Long-Term Blockade of Nociceptive Na(v)1.7 Channels Is Analgesic in Rat Models of Knee Arthritis

The voltage gated sodium channels (Na(v)) 1.7, 1.8, and 1.9 are primarily located on nociceptors where they are involved in signalling neuropathic pain. This study examined the effect of Na(v)1.7 blockade on joint pain using either the small molecule inhibitor PF05089771 or an antibody directed towards the intracellular domain of the ion channel. Male Wistar rats were assigned to one of three experimental groups consisting of either intra-articular injection of 3 mg sodium monoiodoacetate (MIA—joint degeneration group), intra-articular injection of 100 μg lysophosphatidic acid (LPA—joint neuropathy group), or transection of the medial meniscus (MMT—posttraumatic osteoarthritis group). G-ratio calculations were performed to determine potential demyelination and immunohistochemistry was used to measure Na(v)1.7 expression on joint afferent cell bodies. Pain behaviour was evaluated over 3 h by von Frey hair algesiometry and hindlimb weight bearing before and after local administration of PF05089771 (0.1 mg/50 µL). Chronic pain behaviour was assessed over 28 days following peripheral treatment with a Na(v)1.7 antibody (Ab) in conjunction with the transmembrane carrier peptide Pep1. Demyelination and increased Na(v)1.7 channel expression were observed in MIA and LPA rats, but not with MMT. Acute secondary allodynia was diminished by PF05089771 while a single injection of Na(v)1.7 Ab-Pep1 reduced pain up to 28 days.
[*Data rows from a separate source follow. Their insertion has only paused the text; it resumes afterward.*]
//! Capture types and error definitions

use std::sync::atomic::{AtomicBool, Ordering};
use std::sync::Arc;
use std::thread::JoinHandle;
use tracing::info;

use super::surface::CaptureSurface;

/// Audio chunk ready to be sent over the provider socket
///
/// PCM 16-bit mono samples at the provider's expected sample rate.
#[derive(Debug, Clone)]
pub struct AudioChunk {
    pub samples: Vec<i16>,
    pub sample_rate: u32,
}

/// Handle for controlling a capture thread from outside it
///
/// Stopping is idempotent; the capture also stops when the handle is dropped.
pub struct CaptureHandle {
    pub(crate) is_capturing: Arc<AtomicBool>,
    pub(crate) thread_handle: Option<JoinHandle<()>>,
}

impl CaptureHandle {
    /// Stop capturing audio
    pub fn stop(&mut self) {
        self.is_capturing.store(false, Ordering::SeqCst);
        if let Some(handle) = self.thread_handle.take() {
            let _ = handle.join();
            info!("Audio capture stopped");
        }
    }

    /// Check if currently capturing
    pub fn is_capturing(&self) -> bool {
        self.is_capturing.load(Ordering::SeqCst)
    }
}

impl Drop for CaptureHandle {
    fn drop(&mut self) {
        self.stop();
    }
}

/// Errors that can occur while acquiring or running a capture device
#[derive(Debug, thiserror::Error)]
pub enum AcquisitionError {
    #[error("Invalid capture surface: expected a browser tab with audio, got {surface:?} (audio: {has_audio})")]
    InvalidCaptureSurface {
        surface: Option<CaptureSurface>,
        has_audio: bool,
    },

    #[error("No audio input device found")]
    NoInputDevice,

    #[error("No supported audio configuration found")]
    NoSupportedConfig,

    #[error("Audio configuration error: {0}")]
    ConfigError(String),

    #[error("Unsupported audio format: {0}")]
    UnsupportedFormat(String),

    #[error("Audio device error: {0}")]
    DeviceError(#[from] cpal::DevicesError),

    #[error("Audio stream error: {0}")]
    StreamError(#[from] cpal::BuildStreamError),

    #[error("Audio play error: {0}")]
    PlayError(#[from] cpal::PlayStreamError),

    #[error("Default config error: {0}")]
    DefaultConfigError(#[from] cpal::DefaultStreamConfigError),
}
This analgesia only occurred in MIA and LPA animals. Hindlimb incapacitance was not affected by any treatment. These data indicate that joint pain associated with neural demyelination can be alleviated somewhat by Na(v)1.7 channel blockade. Biologics that inactivate Na(v)1.7 channels have the potential to reduce arthritis pain over a protracted period of time.